> Directions for this task
Look through the entries below. Report each line that has the word "nsaved" in it.

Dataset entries
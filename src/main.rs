//! # newsdrop
//!
//! A small news pipeline that fetches articles from NewsAPI, prints a
//! per-article summary, and persists the batch to one or more sinks.
//!
//! ## Features
//!
//! - Fetches top headlines (category + country) or recent articles for a
//!   free-text query
//! - Normalizes the API's loosely-shaped records into fixed-shape
//!   articles with documented defaults
//! - Persists batches to a local JSON file, a DynamoDB table, and an S3
//!   bucket depending on the selected mode
//!
//! ## Usage
//!
//! ```sh
//! newsdrop --api-key KEY headlines -c technology --country in
//! newsdrop --api-key KEY archive -q "artificial intelligence" --bucket my-bucket
//! ```
//!
//! ## Architecture
//!
//! Both subcommands are configurations of the same linear pipeline:
//! 1. **Fetch**: One GET against the news API; any failure aborts the run
//! 2. **Normalize**: Apply defaults and content truncation per article
//! 3. **Display**: Print a human-readable summary of each article
//! 4. **Persist**: Write the batch through the mode's sinks; sink
//!    failures are logged and reported without crashing the process

use std::error::Error;

use aws_config::{BehaviorVersion, Region};
use clap::Parser;
use tracing::{debug, error, info, warn};
use tracing_subscriber::{EnvFilter, fmt as tfmt};

mod api;
mod cli;
mod config;
mod error;
mod models;
mod normalize;
mod sinks;
mod utils;

use api::NewsClient;
use cli::{Cli, Command};
use config::Config;
use models::NormalizedArticle;
use normalize::normalize_batch;
use sinks::{object::ObjectSink, table::TableSink};
use utils::{run_timestamp, truncate_chars};

#[tokio::main]
async fn main() -> Result<(), Box<dyn Error>> {
    // --- Tracing init ---
    let filter = EnvFilter::try_from_default_env().unwrap_or_else(|_| EnvFilter::new("info"));
    tfmt()
        .with_env_filter(filter)
        .with_target(true)
        .with_file(false)
        .with_line_number(false)
        .with_timer(tracing_subscriber::fmt::time::UtcTime::rfc_3339())
        .init();

    let start_time = std::time::Instant::now();
    info!("newsdrop starting up");

    let args = Cli::parse();
    let config = Config::from_cli(&args);
    debug!(region = %config.region, table = %config.table_name, "Configuration assembled");

    let news = NewsClient::new(reqwest::Client::new(), config.api_key.clone());

    match &args.command {
        Command::Headlines {
            category,
            country,
            page_size,
            output_dir,
        } => {
            run_headlines(&news, category, country, *page_size, output_dir).await?;
        }
        Command::Archive {
            query, page_size, ..
        } => {
            let sdk_config = aws_config::defaults(BehaviorVersion::latest())
                .region(Region::new(config.region.clone()))
                .load()
                .await;
            let table = TableSink::new(
                aws_sdk_dynamodb::Client::new(&sdk_config),
                config.table_name.clone(),
            );
            let bucket = config
                .bucket_name
                .clone()
                .ok_or("archive mode requires a bucket")?;
            let object = ObjectSink::new(aws_sdk_s3::Client::new(&sdk_config), bucket);

            run_archive(&news, query, *page_size, &table, &object).await?;
        }
    }

    let elapsed = start_time.elapsed();
    info!(
        secs = elapsed.as_secs(),
        millis = elapsed.subsec_millis(),
        "Execution complete"
    );

    Ok(())
}

/// Headlines mode: fetch top headlines and write them to a local file.
async fn run_headlines(
    news: &NewsClient,
    category: &str,
    country: &str,
    page_size: u32,
    output_dir: &str,
) -> Result<(), Box<dyn Error>> {
    println!("newsdrop - top headlines");
    println!("{}", "=".repeat(80));

    let raw = match news.top_headlines(category, country, page_size).await {
        Ok(raw) => raw,
        Err(e) => {
            error!(error = %e, "Fetch failed; nothing to persist");
            println!("error: {e}");
            return Err(e.into());
        }
    };
    println!("\nfetched {} articles\n", raw.len());

    let articles = normalize_batch(&raw, &run_timestamp());
    display_articles(&articles);

    match sinks::local::write_batch(&articles, output_dir).await {
        Ok(path) => println!("\nsaved articles to {}", path.display()),
        Err(e) => error!(error = %e, "Local sink failed"),
    }

    Ok(())
}

/// Archive mode: fetch recent articles for a query, write one table row
/// per article, and upload the batch document to the object store.
async fn run_archive(
    news: &NewsClient,
    query: &str,
    page_size: u32,
    table: &TableSink,
    object: &ObjectSink,
) -> Result<(), Box<dyn Error>> {
    println!("newsdrop - archive run");
    println!("{}", "=".repeat(80));

    info!(%query, "Fetching news");
    let raw = match news.everything(query, page_size).await {
        Ok(raw) => raw,
        Err(e) => {
            error!(error = %e, "Fetch failed; nothing to persist");
            println!("error: {e}");
            return Err(e.into());
        }
    };

    if raw.is_empty() {
        warn!("No articles fetched; skipping persistence");
        println!("no articles fetched");
        return Ok(());
    }
    println!("\nfetched {} articles\n", raw.len());

    let articles = normalize_batch(&raw, &run_timestamp());
    display_articles(&articles);

    info!("Saving to table");
    match table.write_batch(&articles).await {
        Ok(saved) => println!("\nsaved {saved} articles to the table"),
        Err(e) => error!(error = %e, "Table sink failed"),
    }

    info!("Uploading to object store");
    match object.write_batch(&articles).await {
        Ok(location) => println!("uploaded batch to {location}"),
        Err(e) => error!(error = %e, "Object sink failed"),
    }

    Ok(())
}

/// Print the per-article summary block for a normalized batch.
///
/// Descriptions are truncated to 100 characters for the listing; the
/// records themselves are untouched.
fn display_articles(articles: &[NormalizedArticle]) {
    for (idx, article) in articles.iter().enumerate() {
        println!("{}. {}", idx + 1, article.title);
        println!("   Source: {}", article.source);
        println!("   Published: {}", article.published_at);
        println!("   URL: {}", article.url);
        let description = if article.description.is_empty() {
            "No description"
        } else {
            &article.description
        };
        println!("   Description: {}...", truncate_chars(description, 100));
        println!("{}", "-".repeat(80));
    }
}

> Completed exercise
        Ok(path) => println!("\nsaved articles to {}", path.display()),
        Ok(saved) => println!("\nsaved {saved} articles to the table"),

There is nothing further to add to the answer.